(Beginning of Material supplied)

//! Agent response envelope and proposal extraction.

use log::debug;
use serde::{Deserialize, Deserializer, Serialize};
use serde_json::{Map, Value};

use crate::model::ProposalData;

/// Response envelope returned by the agent endpoint.
#[derive(Debug, Clone, Default, PartialEq, Serialize, Deserialize)]
#[serde(default)]
pub struct AgentResponse {
    #[serde(deserialize_with = "null_as_default")]
    pub success: bool,

    #[serde(skip_serializing_if = "Option::is_none")]
    pub response: Option<AgentPayload>,

    /// JSON-encoded fallback payload
    #[serde(skip_serializing_if = "Option::is_none")]
    pub raw_response: Option<String>,

    #[serde(skip_serializing_if = "Option::is_none")]
    pub error: Option<String>,

    #[serde(skip_serializing_if = "Option::is_none")]
    pub module_outputs: Option<ModuleOutputs>,
}

/// Main payload of a response.
#[derive(Debug, Clone, Default, PartialEq, Serialize, Deserialize)]
#[serde(default)]
pub struct AgentPayload {
    /// Structured result, expected to be an object
    #[serde(skip_serializing_if = "Option::is_none")]
    pub result: Option<Value>,

    /// Text reply, possibly JSON-encoded
    #[serde(skip_serializing_if = "Option::is_none")]
    pub message: Option<Value>,
}

/// Side outputs produced by agent modules.
#[derive(Debug, Clone, Default, PartialEq, Serialize, Deserialize)]
#[serde(default)]
pub struct ModuleOutputs {
    #[serde(deserialize_with = "null_as_default")]
    pub artifact_files: Vec<ArtifactFile>,
}

/// A file generated by the agent.
#[derive(Debug, Clone, Default, PartialEq, Serialize, Deserialize)]
#[serde(default)]
pub struct ArtifactFile {
    #[serde(skip_serializing_if = "Option::is_none")]
    pub file_url: Option<String>,
}

/// Treat an explicit `null` like a missing key.
fn null_as_default<'de, D, T>(deserializer: D) -> std::result::Result<T, D::Error>
where
    D: Deserializer<'de>,
    T: Default + Deserialize<'de>,
{
    Ok(Option::<T>::deserialize(deserializer)?.unwrap_or_default())
}

impl AgentResponse {
    /// Successful response carrying a structured result.
    pub fn with_result(result: Value) -> Self {
        Self {
            success: true,
            response: Some(AgentPayload {
                result: Some(result),
                message: None,
            }),
            ..Self::default()
        }
    }

    /// Successful response carrying a text message.
    pub fn with_message(message: impl Into<String>) -> Self {
        Self {
            success: true,
            response: Some(AgentPayload {
                result: None,
                message: Some(Value::String(message.into())),
            }),
            ..Self::default()
        }
    }

    /// Response whose body could only be kept as raw text.
    pub fn raw(body: impl Into<String>) -> Self {
        Self {
            success: true,
            raw_response: Some(body.into()),
            ..Self::default()
        }
    }

    /// Failed response with an error message.
    pub fn failure(error: impl Into<String>) -> Self {
        Self {
            success: false,
            error: Some(error.into()),
            ..Self::default()
        }
    }

    /// URL of the first generated artifact file, if any.
    pub fn pdf_url(&self) -> Option<&str> {
        self.module_outputs
            .as_ref()?
            .artifact_files
            .first()?
            .file_url
            .as_deref()
            .filter(|url| !url.is_empty())
    }
}

/// Where the proposal content was found.
#[derive(Debug, Clone, PartialEq)]
enum Extracted {
    /// A JSON object with named proposal fields
    Fields(Map<String, Value>),
    /// A non-empty value without named fields, e.g. an array result
    Opaque,
    /// Nothing usable
    Empty,
}

impl Extracted {
    fn is_empty(&self) -> bool {
        match self {
            Extracted::Fields(map) => map.is_empty(),
            Extracted::Opaque => false,
            Extracted::Empty => true,
        }
    }
}

/// Extract proposal content from an agent response.
///
/// Tries, in order: the structured `response.result`, the `response.message`
/// text (as JSON, else as the executive summary), and finally the
/// `raw_response` JSON (its `result` field if present). The first non-empty
/// candidate wins; if none is found the proposal is empty. Never fails.
pub fn parse_agent_response(response: &AgentResponse) -> ProposalData {
    let mut extracted = Extracted::Empty;

    if response.success {
        if let Some(payload) = &response.response {
            extracted = from_payload(payload);
        }
    }

    if extracted.is_empty() {
        if let Some(raw) = &response.raw_response {
            debug!("falling back to raw agent response");
            extracted = from_raw(raw);
        }
    }

    match extracted {
        Extracted::Fields(map) => ProposalData::from_map(&map),
        Extracted::Opaque | Extracted::Empty => ProposalData::default(),
    }
}

fn from_payload(payload: &AgentPayload) -> Extracted {
    match &payload.result {
        Some(Value::Object(map)) => {
            debug!("using structured agent result");
            return Extracted::Fields(map.clone());
        }
        Some(Value::Array(items)) => {
            debug!("agent result is an array; no named fields");
            return if items.is_empty() {
                Extracted::Empty
            } else {
                Extracted::Opaque
            };
        }
        _ => {}
    }

    let Some(Value::String(message)) = &payload.message else {
        return Extracted::Empty;
    };
    if message.is_empty() {
        return Extracted::Empty;
    }

    match serde_json::from_str::<Value>(message) {
        Ok(Value::Object(map)) => {
            debug!("parsed agent message as JSON");
            Extracted::Fields(map)
        }
        Ok(_) => Extracted::Empty,
        Err(_) => {
            debug!("agent message is not JSON; using it as executive summary");
            let mut map = Map::new();
            map.insert(
                "executive_summary".to_string(),
                Value::String(message.clone()),
            );
            Extracted::Fields(map)
        }
    }
}

fn from_raw(raw: &str) -> Extracted {
    let Ok(Value::Object(mut map)) = serde_json::from_str::<Value>(raw) else {
        return Extracted::Empty;
    };

    match map.remove("result") {
        Some(Value::Object(result)) => Extracted::Fields(result),
        Some(result) if is_truthy(&result) => Extracted::Opaque,
        Some(result) => {
            map.insert("result".to_string(), result);
            Extracted::Fields(map)
        }
        None => Extracted::Fields(map),
    }
}

fn is_truthy(value: &Value) -> bool {
    match value {
        Value::Null => false,
        Value::Bool(b) => *b,
        Value::Number(n) => n.as_f64().is_some_and(|f| f != 0.0),
        Value::String(s) => !s.is_empty(),
        Value::Array(_) | Value::Object(_) => true,
    }
}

(End of Material supplied)

*Work item*: Each entry must appear again in the answer exactly as written.

*Answer section*:
//! Agent response envelope and proposal extraction.

use log::debug;
use serde::{Deserialize, Deserializer, Serialize};
use serde_json::{Map, Value};

use crate::model::ProposalData;

/// Response envelope returned by the agent endpoint.
#[derive(Debug, Clone, Default, PartialEq, Serialize, Deserialize)]
#[serde(default)]
pub struct AgentResponse {
    #[serde(deserialize_with = "null_as_default")]
    pub success: bool,

    #[serde(skip_serializing_if = "Option::is_none")]
    pub response: Option<AgentPayload>,

    /// JSON-encoded fallback payload
    #[serde(skip_serializing_if = "Option::is_none")]
    pub raw_response: Option<String>,

    #[serde(skip_serializing_if = "Option::is_none")]
    pub error: Option<String>,

    #[serde(skip_serializing_if = "Option::is_none")]
    pub module_outputs: Option<ModuleOutputs>,
}

/// Main payload of a response.
#[derive(Debug, Clone, Default, PartialEq, Serialize, Deserialize)]
#[serde(default)]
pub struct AgentPayload {
    /// Structured result, expected to be an object
    #[serde(skip_serializing_if = "Option::is_none")]
    pub result: Option<Value>,

    /// Text reply, possibly JSON-encoded
    #[serde(skip_serializing_if = "Option::is_none")]
    pub message: Option<Value>,
}

/// Side outputs produced by agent modules.
#[derive(Debug, Clone, Default, PartialEq, Serialize, Deserialize)]
#[serde(default)]
pub struct ModuleOutputs {
    #[serde(deserialize_with = "null_as_default")]
    pub artifact_files: Vec<ArtifactFile>,
}

/// A file generated by the agent.
#[derive(Debug, Clone, Default, PartialEq, Serialize, Deserialize)]
#[serde(default)]
pub struct ArtifactFile {
    #[serde(skip_serializing_if = "Option::is_none")]
    pub file_url: Option<String>,
}

/// Treat an explicit `null` like a missing key.
fn null_as_default<'de, D, T>(deserializer: D) -> std::result::Result<T, D::Error>
where
    D: Deserializer<'de>,
    T: Default + Deserialize<'de>,
{
    Ok(Option::<T>::deserialize(deserializer)?.unwrap_or_default())
}

impl AgentResponse {
    /// Successful response carrying a structured result.
    pub fn with_result(result: Value) -> Self {
        Self {
            success: true,
            response: Some(AgentPayload {
                result: Some(result),
                message: None,
            }),
            ..Self::default()
        }
    }

    /// Successful response carrying a text message.
    pub fn with_message(message: impl Into<String>) -> Self {
        Self {
            success: true,
            response: Some(AgentPayload {
                result: None,
                message: Some(Value::String(message.into())),
            }),
            ..Self::default()
        }
    }

    /// Response whose body could only be kept as raw text.
    pub fn raw(body: impl Into<String>) -> Self {
        Self {
            success: true,
            raw_response: Some(body.into()),
            ..Self::default()
        }
    }

    /// Failed response with an error message.
    pub fn failure(error: impl Into<String>) -> Self {
        Self {
            success: false,
            error: Some(error.into()),
            ..Self::default()
        }
    }

    /// URL of the first generated artifact file, if any.
    pub fn pdf_url(&self) -> Option<&str> {
        self.module_outputs
            .as_ref()?
            .artifact_files
            .first()?
            .file_url
            .as_deref()
            .filter(|url| !url.is_empty())
    }
}

/// Where the proposal content was found.
#[derive(Debug, Clone, PartialEq)]
enum Extracted {
    /// A JSON object with named proposal fields
    Fields(Map<String, Value>),
    /// A non-empty value without named fields, e.g. an array result
    Opaque,
    /// Nothing usable
    Empty,
}

impl Extracted {
    fn is_empty(&self) -> bool {
        match self {
            Extracted::Fields(map) => map.is_empty(),
            Extracted::Opaque => false,
            Extracted::Empty => true,
        }
    }
}

/// Extract proposal content from an agent response.
///
/// Tries, in order: the structured `response.result`, the `response.message`
/// text (as JSON, else as the executive summary), and finally the
/// `raw_response` JSON (its `result` field if present). The first non-empty
/// candidate wins; if none is found the proposal is empty. Never fails.
pub fn parse_agent_response(response: &AgentResponse) -> ProposalData {
    let mut extracted = Extracted::Empty;

    if response.success {
        if let Some(payload) = &response.response {
            extracted = from_payload(payload);
        }
    }

    if extracted.is_empty() {
        if let Some(raw) = &response.raw_response {
            debug!("falling back to raw agent response");
            extracted = from_raw(raw);
        }
    }

    match extracted {
        Extracted::Fields(map) => ProposalData::from_map(&map),
        Extracted::Opaque | Extracted::Empty => ProposalData::default(),
    }
}

fn from_payload(payload: &AgentPayload) -> Extracted {
    match &payload.result {
        Some(Value::Object(map)) => {
            debug!("using structured agent result");
            return Extracted::Fields(map.clone());
        }
        Some(Value::Array(items)) => {
            debug!("agent result is an array; no named fields");
            return if items.is_empty() {
                Extracted::Empty
            } else {
                Extracted::Opaque
            };
        }
        _ => {}
    }

    let Some(Value::String(message)) = &payload.message else {
        return Extracted::Empty;
    };
    if message.is_empty() {
        return Extracted::Empty;
    }

    match serde_json::from_str::<Value>(message) {
        Ok(Value::Object(map)) => {
            debug!("parsed agent message as JSON");
            Extracted::Fields(map)
        }
        Ok(_) => Extracted::Empty,
        Err(_) => {
            debug!("agent message is not JSON; using it as executive summary");
            let mut map = Map::new();
            map.insert(
                "executive_summary".to_string(),
                Value::String(message.clone()),
            );
            Extracted::Fields(map)
        }
    }
}

fn from_raw(raw: &str) -> Extracted {
    let Ok(Value::Object(mut map)) = serde_json::from_str::<Value>(raw) else {
        return Extracted::Empty;
    };

    match map.remove("result") {
        Some(Value::Object(result)) => Extracted::Fields(result),
        Some(result) if is_truthy(&result) => Extracted::Opaque,
        Some(result) => {
            map.insert("result".to_string(), result);
            Extracted::Fields(map)
        }
        None => Extracted::Fields(map),
    }
}

fn is_truthy(value: &Value) -> bool {
    match value {
        Value::Null => false,
        Value::Bool(b) => *b,
        Value::Number(n) => n.as_f64().is_some_and(|f| f != 0.0),
        Value::String(s) => !s.is_empty(),
        Value::Array(_) | Value::Object(_) => true,
    }
}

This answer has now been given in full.